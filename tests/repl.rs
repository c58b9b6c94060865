use assert_cmd::Command;
use predicates::prelude::*;
use std::time::Duration;

fn cargo_bin() -> Command {
    Command::cargo_bin("bft").unwrap()
}

#[test]
fn repl_empty_stdin_exits_cleanly() {
    // With piped (non-TTY) stdin there is no prompt and no banner.
    cargo_bin()
        .timeout(Duration::from_secs(2))
        .arg("repl")
        .write_stdin("")
        .assert()
        .success()
        .stdout(predicate::str::is_empty())
        .stderr(predicate::str::is_empty());
}

#[test]
fn repl_executes_submission_then_exits_on_eof() {
    // 65 '+' then '.' prints 'A'; the REPL adds a newline after the run.
    let program = format!("{}.", "+".repeat(65));

    cargo_bin()
        .timeout(Duration::from_secs(2))
        .env("BFT_REPL_ONCE", "1")
        .arg("repl")
        .write_stdin(program)
        .assert()
        .success()
        .stdout(predicate::str::contains("A\n"))
        .stderr(predicate::str::is_empty());
}

#[test]
fn repl_reports_parse_error_and_continues_to_eof() {
    cargo_bin()
        .timeout(Duration::from_secs(2))
        .env("BFT_REPL_ONCE", "1")
        .arg("repl")
        .write_stdin("]")
        .assert()
        .success()
        .stderr(predicate::str::contains("unmatched ']'"))
        .stdout(predicate::str::contains("\n"));
}

#[test]
fn repl_ignores_comment_only_submission() {
    cargo_bin()
        .timeout(Duration::from_secs(2))
        .arg("repl")
        .write_stdin("nothing to run here\n")
        .assert()
        .success()
        .stdout(predicate::str::is_empty())
        .stderr(predicate::str::is_empty());
}

#[test]
fn repl_state_does_not_persist_across_runs() {
    // Each execution starts from a fresh tape, so the same program gives the
    // same output in two separate sessions.
    let program = format!("{}.", "+".repeat(65));

    for _ in 0..2 {
        cargo_bin()
            .timeout(Duration::from_secs(2))
            .env("BFT_REPL_ONCE", "1")
            .arg("repl")
            .write_stdin(program.clone())
            .assert()
            .success()
            .stdout(predicate::str::contains("A\n"));
    }
}
//! A Brainfuck interpreter built on an unbounded tape.
//!
//! This crate provides a Brainfuck interpreter whose memory tape starts as a
//! single zeroed cell and grows on demand, plus a generator that produces
//! Brainfuck code printing arbitrary bytes.
//!
//! Features and behaviors:
//! - Unbounded tape: moving right grows the tape geometrically; new cells are 0.
//! - Strict left bound: moving the data pointer below cell 0 is an error.
//! - Runs of repeated `>` `<` `+` `-` are applied as one batched step.
//! - Input `,` reads a single byte from the caller's input; on end of stream
//!   the current cell is set to 0.
//! - Output `.` writes the byte at the current cell to the caller's output.
//! - Properly handles nested loops `[]` via a precomputed jump table;
//!   unmatched brackets are reported as errors before execution begins.
//! - Any non-Brainfuck character is a comment and is skipped.
//!
//! Quick start:
//!
//! ```
//! use bft::execute;
//!
//! // Count down from 5, printing each value as a raw byte.
//! let mut output = Vec::new();
//! execute("+++++[.-]", &b""[..], &mut output).expect("program should run");
//! assert_eq!(output, [5, 4, 3, 2, 1]);
//! ```

use std::io;

pub mod cli_util;
pub mod generator;
pub mod interpreter;
pub mod program;

pub use generator::{Generator, GeneratorOptions};
pub use interpreter::{Interpreter, execute};
pub use program::{Program, Token};

/// Errors that can occur while parsing or interpreting Brainfuck code.
///
/// Every variant is fatal to the current execution; nothing is retried and
/// no tape state is rolled back.
#[derive(Debug, thiserror::Error)]
pub enum BrainfuckError {
    /// The source text had zero characters.
    #[error("empty program: the source text has no characters")]
    EmptyCode,

    /// The source text had characters, but none were Brainfuck operators.
    #[error("no valid tokens: the source text contains no Brainfuck operators")]
    NoValidTokens,

    /// A `[` had no matching `]` by the end of the source.
    #[error("unmatched '[' at instruction {ip}")]
    UnmatchedLoopStart { ip: usize },

    /// A `]` was encountered with no loop open.
    #[error("unmatched ']' at instruction {ip}")]
    UnmatchedLoopEnd { ip: usize },

    /// A run of `<` would have taken the data pointer below cell 0.
    #[error("data pointer would move below cell 0 (ptr={ptr}, run of {count} '<')")]
    NegativePointer { ptr: usize, count: usize },

    /// The input source failed with something other than end of stream.
    #[error("input error: {source}")]
    Input {
        #[source]
        source: io::Error,
    },

    /// The output sink failed.
    #[error("output error: {source}")]
    Output {
        #[source]
        source: io::Error,
    },
}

────────────────

__About this task__
Copy each line of the listing that contains "grows".

__Result of this task__
//! single zeroed cell and grows on demand, plus a generator that produces
//! - Unbounded tape: moving right grows the tape geometrically; new cells are 0.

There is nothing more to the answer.